Umberto Veronesi

I DANNI DELLA CANNABIS.

Di fronte alla scriteriata proposta del senatore B. Della Vedova che ha presentato in Parlamento un Disegno di legge per  la “legalizzazione della marijuna e della cannabilis” evidenziamo due pareri di esperti nel settore: il professor Umberto Tirelli e il professor Giovanni Serpellino che defiscono assurda e irragionevole la tesi di Della Vedova. Noi, possiamo unicamente mettere in guardia senatori e deputati, dal gravissimo danno che provocherebbero ai nostri adolescenti e giovani come ci ammonisce anche la scienza.
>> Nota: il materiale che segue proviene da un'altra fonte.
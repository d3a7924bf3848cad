use cortex_m::peripheral::SYST;
use display_interface_parallel_gpio::PGPIO8BitInterface;
use stm32g0xx_hal::gpio::gpioa::{PA1, PA4, PA5, PA6, PA7, PA8};
use stm32g0xx_hal::gpio::gpiob::{
    PB0, PB1, PB12, PB13, PB14, PB15, PB2, PB3, PB4, PB5, PB6, PB7, PB8, PB9,
};
use stm32g0xx_hal::gpio::gpioc::{PC13, PC4, PC5};
use stm32g0xx_hal::gpio::{DefaultMode, Input, Output, PullUp, PushPull};
use stm32g0xx_hal::prelude::{InputPin, OutputPin};
use stm32g0xx_hal::rcc::{Config, PllConfig, Rcc, RccExt};
use stm32g0xx_hal::spi::Spi;
use stm32g0xx_hal::stm32g0::stm32g070::{RCC, SPI1, SPI2, TIM17};
use stm32g0xx_hal::timer::delay::Delay;

use crate::hw::lcd::{IliError, IliLcd};
use crate::hw::sd::{SdError, SdVolume};
use crate::logger::BlockWriter;
use crate::sensor::Bmp280;

/// APB clock produced by `init_clock`.
pub const PCLK_HZ: u32 = 64_000_000;

pub fn init_clock(pac_rcc: RCC) -> Rcc {
    // ((16 MHz / 4) * 32) / 2 = 64 MHz
    let pll_config = PllConfig::with_hsi(4, 32, 2);
    pac_rcc.freeze(Config::pll().pll_cfg(pll_config))
}

// PB0 - LCD_D0
type LcdD0 = PB0<Output<PushPull>>;
// PB1 - LCD_D1
type LcdD1 = PB1<Output<PushPull>>;
// PB2 - LCD_D2
type LcdD2 = PB2<Output<PushPull>>;
// PB3 - LCD_D3
type LcdD3 = PB3<Output<PushPull>>;
// PB4 - LCD_D4
type LcdD4 = PB4<Output<PushPull>>;
// PB5 - LCD_D5
type LcdD5 = PB5<Output<PushPull>>;
// PB6 - LCD_D6
type LcdD6 = PB6<Output<PushPull>>;
// PB7 - LCD_D7
type LcdD7 = PB7<Output<PushPull>>;
// PB8 - LCD_DC (Command[Low]/Data[High])
type LcdDC = PB8<Output<PushPull>>;
// PB9 - LCD_WR (Write signal)
type LcdWR = PB9<Output<PushPull>>;

// PA1 - SPI1_SCK, PA6 - SPI1_MISO, PA7 - SPI1_MOSI
type SensorSpi = Spi<SPI1, (PA1<DefaultMode>, PA6<DefaultMode>, PA7<DefaultMode>)>;
// PA8 - BMP280 chip select
type SensorCs = PA8<Output<PushPull>>;

// PB13 - SPI2_SCK, PB14 - SPI2_MISO, PB15 - SPI2_MOSI
type SdSpi = Spi<SPI2, (PB13<DefaultMode>, PB14<DefaultMode>, PB15<DefaultMode>)>;
// PB12 - SD card chip select
type SdCs = PB12<Output<PushPull>>;
// SYST belongs to the LCD bring-up
type SdDelay = Delay<TIM17>;

// PA2 - USART2_TX
// PA3 - USART2_RX

// PA4 - LCD_RST (Reset)
pub type LcdRst = PA4<Output<PushPull>>;
// PA5 - LCD_RD (Read signal)
pub type LcdRD = PA5<Output<PushPull>>;

// PC13 - User button, active low
pub type Button = PC13<Input<PullUp>>;
// PC4 - Busy LED
pub type BusyLed = PC4<Output<PushPull>>;
// PC5 - Error LED
pub type ErrorLed = PC5<Output<PushPull>>;

pub type LcdInterface =
    PGPIO8BitInterface<LcdD0, LcdD1, LcdD2, LcdD3, LcdD4, LcdD5, LcdD6, LcdD7, LcdDC, LcdWR>;
pub type HwLcd = IliLcd<LcdInterface, LcdRst>;
pub type HwSensor = Bmp280<SensorSpi, SensorCs>;
pub type HwVolume = BlockWriter<SdVolume<SdSpi, SdCs, SdDelay>>;

pub fn init_lcd(
    interface: LcdInterface,
    lcd_rst: LcdRst,
    lcd_rd: LcdRD,
    delay: &mut Delay<SYST>,
) -> Result<HwLcd, IliError> {
    let mut lcd_rd = lcd_rd;
    lcd_rd.set_high().ok();
    IliLcd::new(interface, lcd_rst, delay)
}

/// Mounts the card at its 400 kHz identification clock, then moves SPI2 to
/// PCLK / 8 (8 MHz) for data transfer.
pub fn mount_sd(spi: SdSpi, cs: SdCs, delay: SdDelay) -> Result<HwVolume, SdError> {
    let volume = SdVolume::mount(spi, cs, delay)?;
    sd_full_speed();
    Ok(BlockWriter::new(volume))
}

fn sd_full_speed() {
    let spi = unsafe { &(*SPI2::ptr()) };
    spi.cr1.modify(|_, w| w.spe().clear_bit());
    // Baud rate PCLK / 8
    spi.cr1.modify(|_, w| unsafe { w.br().bits(0b010) });
    spi.cr1.modify(|_, w| w.spe().set_bit());
}

/// Sampled once at reset, the latch is not watched afterwards.
pub fn is_pressed(button: &Button) -> bool {
    button.is_low().unwrap_or(false)
}

pub struct StatusLeds {
    busy: BusyLed,
    error: ErrorLed,
    busy_on: bool,
}

impl StatusLeds {
    pub fn new(busy: BusyLed, error: ErrorLed) -> Self {
        let mut leds = StatusLeds {
            busy,
            error,
            busy_on: false,
        };
        leds.busy.set_low().ok();
        leds.error.set_low().ok();
        leds
    }

    pub fn toggle_busy(&mut self) {
        self.busy_on = !self.busy_on;
        if self.busy_on {
            self.busy.set_high().ok();
        } else {
            self.busy.set_low().ok();
        }
    }

    pub fn set_error(&mut self, on: bool) {
        if on {
            self.error.set_high().ok();
        } else {
            self.error.set_low().ok();
        }
    }
}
Il parere del professor Umberto Tirelli

Professor Tirelli, dicono che legalizzare la cannabis permetterà di smantellare lo spaccio illegale e dunque di togliere risorse ai criminali. Cosa risponde?
R. Come si fa a non capire che se l’uso della droga diventerà legale il problema aumenterà? Allora, visto che gli omicidi proseguono nonostante la legge li punisca, perché non li legalizziamo? Perché non si fa lo stesso ragionamento con il femminicidio, i furti e tutti i comportamenti ingiusti e quindi perseguibili? Inoltre, si alimenterebbe comunque un altro mercato proibito, fatto di sostanze nuove, come quelle chimiche. Altrettanto assurdo è sostenere che è giusto legalizzare la marijuana perché anche l’alcol e il fumo non sono proibiti. È come dire: risolviamo questi problemi aggiungendone un altro che è pure peggiore, dato che alcol e fumo non sono nocivi quanto lo è la marijuana.

Ci spieghi.
R. La marijuana, a differenza del tabacco, può provocare alterazioni cerebrali, senza contare le conseguenze a medio e lungo termine sulla funzionalità del cervello e sul sistema immunitario. La cannabis poi danneggia i polmoni in maniera molto più violenta del tabacco, aumenta il rischio di cancro, indebolisce le facoltà cognitive, la memoria, l’attenzione, e quindi fa aumentare il rischio di incidenti stradali. Aggiungerei che, contrariamente a quanto si pensa, i giovani sono molto inclini ad assuefarsi. La marijuana li rende ansiosi, angosciati, sonnolenti, il che si ripercuote sul loro rendimento scolastico, sui rapporti interpersonali e sulla loro vita in generale. Infine, aumentano i casi di schizofrenia.

Come mai?
R. Se negli anni Settanta la quantità di principio attivo della cannabis era del 5 per cento, oggi siamo al 50-80. Non esistono droghe leggere e la cannabis è superpotente, spacciata soprattutto fra i giovani incoscienti dei rischi che corrono. Persino il quotidiano britannico The Independent, dopo aver condotto per anni una campagna antiproibizionista, nel 2007 fece pubblica annenda, spinto proprio dai dati allarmanti che hanno dimostrato il collegamento fra uso di cannabis e schizofrenia. Tutti gli studi scientifici più seri rilevano gravi problemi vascolari alle arterie del cervello. Per quanto riguarda il cancro, invece, la British Lung Foundation tre anni fa ha pubblicato un rapporto in cui emerge come il rischio di tumore al polmone provocato dalla cannabis è 20 volte maggiore rispetto a quello causato dalla sigaretta.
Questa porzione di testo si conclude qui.